Your goal -
Among the entries, which lines carry the string "layer"? Copy every one.
*** Material supplied
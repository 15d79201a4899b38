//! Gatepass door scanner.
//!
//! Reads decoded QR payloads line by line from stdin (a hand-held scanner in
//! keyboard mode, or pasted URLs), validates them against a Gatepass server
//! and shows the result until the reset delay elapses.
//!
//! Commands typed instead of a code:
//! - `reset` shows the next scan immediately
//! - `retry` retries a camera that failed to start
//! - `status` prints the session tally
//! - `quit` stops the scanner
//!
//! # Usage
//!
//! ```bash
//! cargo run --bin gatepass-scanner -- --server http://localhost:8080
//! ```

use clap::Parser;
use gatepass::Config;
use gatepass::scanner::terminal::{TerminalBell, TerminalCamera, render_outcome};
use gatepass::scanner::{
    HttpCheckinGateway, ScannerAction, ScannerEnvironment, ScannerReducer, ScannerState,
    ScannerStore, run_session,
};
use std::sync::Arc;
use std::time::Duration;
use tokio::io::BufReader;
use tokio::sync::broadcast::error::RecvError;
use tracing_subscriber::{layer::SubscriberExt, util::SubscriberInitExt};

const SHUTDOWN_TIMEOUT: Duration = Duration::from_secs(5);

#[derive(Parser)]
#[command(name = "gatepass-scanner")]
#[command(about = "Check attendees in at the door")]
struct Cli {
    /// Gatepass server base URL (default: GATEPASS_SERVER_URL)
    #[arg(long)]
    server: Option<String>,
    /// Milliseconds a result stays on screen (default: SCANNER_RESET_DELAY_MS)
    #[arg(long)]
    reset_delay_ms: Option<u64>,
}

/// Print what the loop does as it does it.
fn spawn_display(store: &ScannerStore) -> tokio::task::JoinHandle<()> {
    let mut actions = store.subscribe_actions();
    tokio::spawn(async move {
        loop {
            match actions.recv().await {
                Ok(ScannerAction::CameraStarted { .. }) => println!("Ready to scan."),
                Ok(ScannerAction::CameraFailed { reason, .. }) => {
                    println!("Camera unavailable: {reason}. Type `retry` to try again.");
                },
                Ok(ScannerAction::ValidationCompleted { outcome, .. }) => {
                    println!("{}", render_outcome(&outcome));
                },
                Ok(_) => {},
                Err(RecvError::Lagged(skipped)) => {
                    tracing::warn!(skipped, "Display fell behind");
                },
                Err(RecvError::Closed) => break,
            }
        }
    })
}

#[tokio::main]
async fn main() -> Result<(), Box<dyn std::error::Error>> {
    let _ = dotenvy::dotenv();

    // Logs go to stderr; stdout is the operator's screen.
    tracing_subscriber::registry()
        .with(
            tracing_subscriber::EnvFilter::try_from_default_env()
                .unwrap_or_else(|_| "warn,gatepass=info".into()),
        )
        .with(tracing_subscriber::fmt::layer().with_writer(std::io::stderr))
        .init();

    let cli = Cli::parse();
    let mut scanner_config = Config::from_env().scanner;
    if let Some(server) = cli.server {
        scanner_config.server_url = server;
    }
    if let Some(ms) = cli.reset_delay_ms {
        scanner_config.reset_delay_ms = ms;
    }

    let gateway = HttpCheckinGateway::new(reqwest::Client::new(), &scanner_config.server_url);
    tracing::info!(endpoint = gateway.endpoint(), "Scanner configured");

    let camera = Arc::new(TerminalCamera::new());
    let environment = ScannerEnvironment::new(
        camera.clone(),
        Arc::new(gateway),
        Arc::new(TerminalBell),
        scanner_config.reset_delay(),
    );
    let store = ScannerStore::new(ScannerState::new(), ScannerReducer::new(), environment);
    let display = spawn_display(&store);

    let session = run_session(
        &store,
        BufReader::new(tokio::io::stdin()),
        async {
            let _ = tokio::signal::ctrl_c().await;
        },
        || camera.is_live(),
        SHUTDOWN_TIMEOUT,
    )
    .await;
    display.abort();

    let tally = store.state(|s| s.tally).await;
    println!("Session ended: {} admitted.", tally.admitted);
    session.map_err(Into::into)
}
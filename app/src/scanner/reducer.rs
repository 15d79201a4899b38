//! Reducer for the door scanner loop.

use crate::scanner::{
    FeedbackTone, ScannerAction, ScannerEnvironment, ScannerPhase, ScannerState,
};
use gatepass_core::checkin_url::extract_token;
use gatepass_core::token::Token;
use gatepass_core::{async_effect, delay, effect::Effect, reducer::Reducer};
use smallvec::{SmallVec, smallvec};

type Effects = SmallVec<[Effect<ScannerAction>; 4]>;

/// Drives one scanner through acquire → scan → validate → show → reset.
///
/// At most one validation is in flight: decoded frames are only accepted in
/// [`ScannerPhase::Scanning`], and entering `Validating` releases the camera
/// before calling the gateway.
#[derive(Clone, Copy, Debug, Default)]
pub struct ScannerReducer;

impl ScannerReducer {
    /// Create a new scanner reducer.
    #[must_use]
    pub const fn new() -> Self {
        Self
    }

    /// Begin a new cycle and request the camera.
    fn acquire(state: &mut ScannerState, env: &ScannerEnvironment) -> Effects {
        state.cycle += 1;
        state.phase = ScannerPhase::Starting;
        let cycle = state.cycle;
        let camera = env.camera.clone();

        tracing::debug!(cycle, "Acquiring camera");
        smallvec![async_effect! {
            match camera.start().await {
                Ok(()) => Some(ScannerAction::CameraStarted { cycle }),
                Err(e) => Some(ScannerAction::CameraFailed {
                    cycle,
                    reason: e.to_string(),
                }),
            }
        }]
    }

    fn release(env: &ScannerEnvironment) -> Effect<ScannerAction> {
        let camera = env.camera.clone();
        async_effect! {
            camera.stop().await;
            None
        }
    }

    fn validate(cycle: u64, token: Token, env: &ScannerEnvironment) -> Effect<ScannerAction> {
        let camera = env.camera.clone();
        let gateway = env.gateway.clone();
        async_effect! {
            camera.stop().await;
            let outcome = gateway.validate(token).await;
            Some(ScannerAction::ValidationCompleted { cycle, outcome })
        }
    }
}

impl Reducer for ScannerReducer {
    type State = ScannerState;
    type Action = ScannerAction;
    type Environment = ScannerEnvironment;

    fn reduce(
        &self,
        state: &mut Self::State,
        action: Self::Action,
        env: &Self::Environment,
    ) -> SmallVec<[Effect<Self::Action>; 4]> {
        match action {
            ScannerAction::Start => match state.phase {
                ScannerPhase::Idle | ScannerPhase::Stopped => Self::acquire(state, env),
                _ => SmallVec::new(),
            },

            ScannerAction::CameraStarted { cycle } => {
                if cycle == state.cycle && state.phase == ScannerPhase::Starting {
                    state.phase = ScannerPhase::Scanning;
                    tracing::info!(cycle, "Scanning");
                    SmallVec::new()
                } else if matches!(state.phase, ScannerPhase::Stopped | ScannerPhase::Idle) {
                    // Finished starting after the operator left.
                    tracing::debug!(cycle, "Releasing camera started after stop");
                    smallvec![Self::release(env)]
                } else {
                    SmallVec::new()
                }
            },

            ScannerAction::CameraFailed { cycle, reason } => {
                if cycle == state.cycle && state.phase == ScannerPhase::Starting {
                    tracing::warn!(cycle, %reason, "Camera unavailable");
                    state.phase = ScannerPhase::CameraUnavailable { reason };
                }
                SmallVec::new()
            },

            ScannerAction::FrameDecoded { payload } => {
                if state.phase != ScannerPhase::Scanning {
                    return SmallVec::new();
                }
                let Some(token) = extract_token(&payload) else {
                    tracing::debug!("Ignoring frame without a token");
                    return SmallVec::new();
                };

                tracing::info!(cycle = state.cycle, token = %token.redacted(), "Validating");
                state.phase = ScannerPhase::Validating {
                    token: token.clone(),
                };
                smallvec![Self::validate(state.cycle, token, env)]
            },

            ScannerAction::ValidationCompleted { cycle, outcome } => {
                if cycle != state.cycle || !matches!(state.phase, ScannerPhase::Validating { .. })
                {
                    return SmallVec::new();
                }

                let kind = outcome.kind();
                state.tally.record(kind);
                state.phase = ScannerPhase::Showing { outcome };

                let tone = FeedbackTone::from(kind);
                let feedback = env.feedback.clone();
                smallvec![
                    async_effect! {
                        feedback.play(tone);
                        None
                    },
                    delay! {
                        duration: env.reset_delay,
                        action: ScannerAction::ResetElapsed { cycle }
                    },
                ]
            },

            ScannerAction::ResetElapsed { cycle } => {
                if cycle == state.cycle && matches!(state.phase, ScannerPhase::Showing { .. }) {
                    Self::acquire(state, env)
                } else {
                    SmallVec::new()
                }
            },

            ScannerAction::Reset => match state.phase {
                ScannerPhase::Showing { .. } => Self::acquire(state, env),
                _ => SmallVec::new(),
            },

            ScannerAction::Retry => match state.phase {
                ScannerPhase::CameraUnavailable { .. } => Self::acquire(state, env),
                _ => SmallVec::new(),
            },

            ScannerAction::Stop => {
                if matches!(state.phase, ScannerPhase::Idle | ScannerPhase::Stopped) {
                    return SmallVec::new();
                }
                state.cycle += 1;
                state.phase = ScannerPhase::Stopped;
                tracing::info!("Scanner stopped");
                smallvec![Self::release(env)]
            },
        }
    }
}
******
Answer -
use tracing_subscriber::{layer::SubscriberExt, util::SubscriberInitExt};
        .with(tracing_subscriber::fmt::layer().with_writer(std::io::stderr))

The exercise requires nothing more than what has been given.